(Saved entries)

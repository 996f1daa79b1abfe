//! Property tests: the sandbox must roll back exactly, commits must land
//! exactly once, joins must keep both arms, and evaluation must be
//! deterministic.

use proptest::prelude::*;

use schist::completions::Completion;
use schist::effects::{Effects, EvalState};
use schist::join::join_effects;
use schist::test_support::reduce;
use schist::values::{conditional_value, negated_value, Constant, TruthRange, Value};
use schist::print_program;

fn arb_constant() -> BoxedStrategy<Constant> {
    prop_oneof![
        any::<bool>().prop_map(Constant::Bool),
        (-1000i32..1000).prop_map(|n| Constant::Number(f64::from(n))),
        "[a-z]{0,6}".prop_map(|s| Constant::Str(s.into())),
        Just(Constant::Null),
        Just(Constant::Undefined),
    ]
    .boxed()
}

fn arb_value() -> BoxedStrategy<Value> {
    arb_constant().prop_map(Value::Concrete).boxed()
}

/// Distinctly named bindings with arbitrary initial and overwritten values.
fn arb_writes() -> BoxedStrategy<Vec<(String, Value, Value)>> {
    prop::collection::vec((arb_value(), arb_value()), 1..8)
        .prop_map(|pairs| {
            pairs
                .into_iter()
                .enumerate()
                .map(|(i, (initial, updated))| (format!("v{}", i), initial, updated))
                .collect()
        })
        .boxed()
}

proptest! {
    #[test]
    fn rollback_restores_every_binding(writes in arb_writes()) {
        let mut state = EvalState::new();
        let bindings: Vec<_> = writes
            .iter()
            .map(|(name, initial, _)| state.declare(name, initial.clone()))
            .collect();

        state.capture_effects();
        for (binding, (_, _, updated)) in bindings.iter().zip(&writes) {
            state.write_binding(binding, updated.clone());
        }
        let created = state.create_object();
        state.set_property(created, "p", Value::number(1.0)).unwrap();
        state.stop_effect_capture_and_undo_effects().unwrap();

        for (binding, (_, initial, _)) in bindings.iter().zip(&writes) {
            let got = state.read_binding(binding);
            prop_assert_eq!(got.as_ref(), Some(initial));
        }
        // The speculatively created object died with the rollback.
        prop_assert!(!state.object_is_live(created));
    }

    #[test]
    fn committed_writes_land_exactly_once(writes in arb_writes()) {
        let mut state = EvalState::new();
        let bindings: Vec<_> = writes
            .iter()
            .map(|(name, initial, _)| state.declare(name, initial.clone()))
            .collect();

        state.capture_effects();
        for (binding, (_, _, updated)) in bindings.iter().zip(&writes) {
            state.write_binding(binding, updated.clone());
        }
        let effects = state
            .get_captured_effects(Completion::Normal(Value::undefined()))
            .unwrap();
        state.stop_effect_capture_and_undo_effects().unwrap();
        state.apply_effects(effects).unwrap();

        for (binding, (_, _, updated)) in bindings.iter().zip(&writes) {
            let got = state.read_binding(binding);
            prop_assert_eq!(got.as_ref(), Some(updated));
        }
    }

    #[test]
    fn join_keeps_both_arms(con in arb_value(), alt in arb_value()) {
        let mut state = EvalState::new();
        let binding = state.declare("x", Value::undefined());
        let cond = Value::abstract_input(&mut state.ids, "c", TruthRange::Any);

        state.capture_effects();
        state.write_binding(&binding, con.clone());
        let consequent = state
            .get_captured_effects(Completion::Normal(Value::undefined()))
            .unwrap();
        state.stop_effect_capture_and_undo_effects().unwrap();

        state.capture_effects();
        state.write_binding(&binding, alt.clone());
        let alternate = state
            .get_captured_effects(Completion::Normal(Value::undefined()))
            .unwrap();
        state.stop_effect_capture_and_undo_effects().unwrap();

        let joined = join_effects(&mut state, &cond, consequent, alternate).unwrap();
        let expected = conditional_value(&mut state.ids, &cond, con, alt);
        let change = joined.bindings.get(&binding).unwrap();
        prop_assert_eq!(&change.new, &expected);
    }

    #[test]
    fn conditional_with_equal_arms_is_that_arm(cond_name in "[a-z]{1,4}", v in arb_value()) {
        let mut state = EvalState::new();
        let cond = Value::abstract_input(&mut state.ids, &cond_name, TruthRange::Any);
        let joined = conditional_value(&mut state.ids, &cond, v.clone(), v.clone());
        prop_assert_eq!(joined, v);
    }

    #[test]
    fn double_negation_of_a_constant_is_its_truthiness(c in arb_constant()) {
        let mut state = EvalState::new();
        let value = Value::Concrete(c.clone());
        let once = negated_value(&mut state.ids, &value);
        let twice = negated_value(&mut state.ids, &once);
        prop_assert_eq!(twice, Value::bool(c.is_truthy()));
    }

    #[test]
    fn empty_join_sides_produce_an_empty_record(cond_name in "[a-z]{1,4}") {
        let mut state = EvalState::new();
        let cond = Value::abstract_input(&mut state.ids, &cond_name, TruthRange::Any);
        let one = Effects::empty().with_completion(Completion::Normal(Value::undefined()));
        let two = Effects::empty().with_completion(Completion::Normal(Value::undefined()));
        let joined = join_effects(&mut state, &cond, one, two).unwrap();
        prop_assert!(joined.bindings.is_empty());
        prop_assert!(joined.properties.is_empty());
        prop_assert!(joined.created_objects.is_empty());
    }

    #[test]
    fn arithmetic_folds_like_the_host(a in -500i32..500, b in -500i32..500) {
        let src = format!("let r = {} + {} * 2;", a, b);
        let reduced = reduce(&src).unwrap();
        let got = reduced
            .effects
            .bindings
            .iter()
            .find(|(binding, _)| binding.name == "r")
            .map(|(_, change)| change.new.clone());
        prop_assert_eq!(got, Some(Value::number(f64::from(a) + f64::from(b) * 2.0)));
    }

    #[test]
    fn evaluation_is_deterministic(a in -50i32..50, b in -50i32..50) {
        let src = format!(
            "let x = {}; let n = __abstract(\"n\"); if (n) {{ x = {}; }} let y = x + 1;",
            a, b
        );
        let first = reduce(&src).unwrap();
        let second = reduce(&src).unwrap();
        prop_assert_eq!(print_program(&first.body), print_program(&second.body));
        prop_assert_eq!(first.completion, second.completion);
        prop_assert_eq!(first.diagnostics.len(), second.diagnostics.len());
    }

    #[test]
    fn residual_output_reparses_to_the_same_text(a in -50i32..50, b in -50i32..50) {
        let src = format!(
            "let n = __abstract(\"n\"); let x = {}; if (n) {{ x = x + {}; }}",
            a, b
        );
        let reduced = reduce(&src).unwrap();
        let printed = print_program(&reduced.body);
        let reparsed = schist::parse_source(&printed).unwrap();
        prop_assert_eq!(print_program(&reparsed.body), printed);
    }
}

▸ Exercise: Return a copy of each line in the entries that contains "initial".

▸ Expected output:
/// Distinctly named bindings with arbitrary initial and overwritten values.
                .map(|(i, (initial, updated))| (format!("v{}", i), initial, updated))
            .map(|(name, initial, _)| state.declare(name, initial.clone()))
        for (binding, (_, initial, _)) in bindings.iter().zip(&writes) {
            prop_assert_eq!(got.as_ref(), Some(initial));
            .map(|(name, initial, _)| state.declare(name, initial.clone()))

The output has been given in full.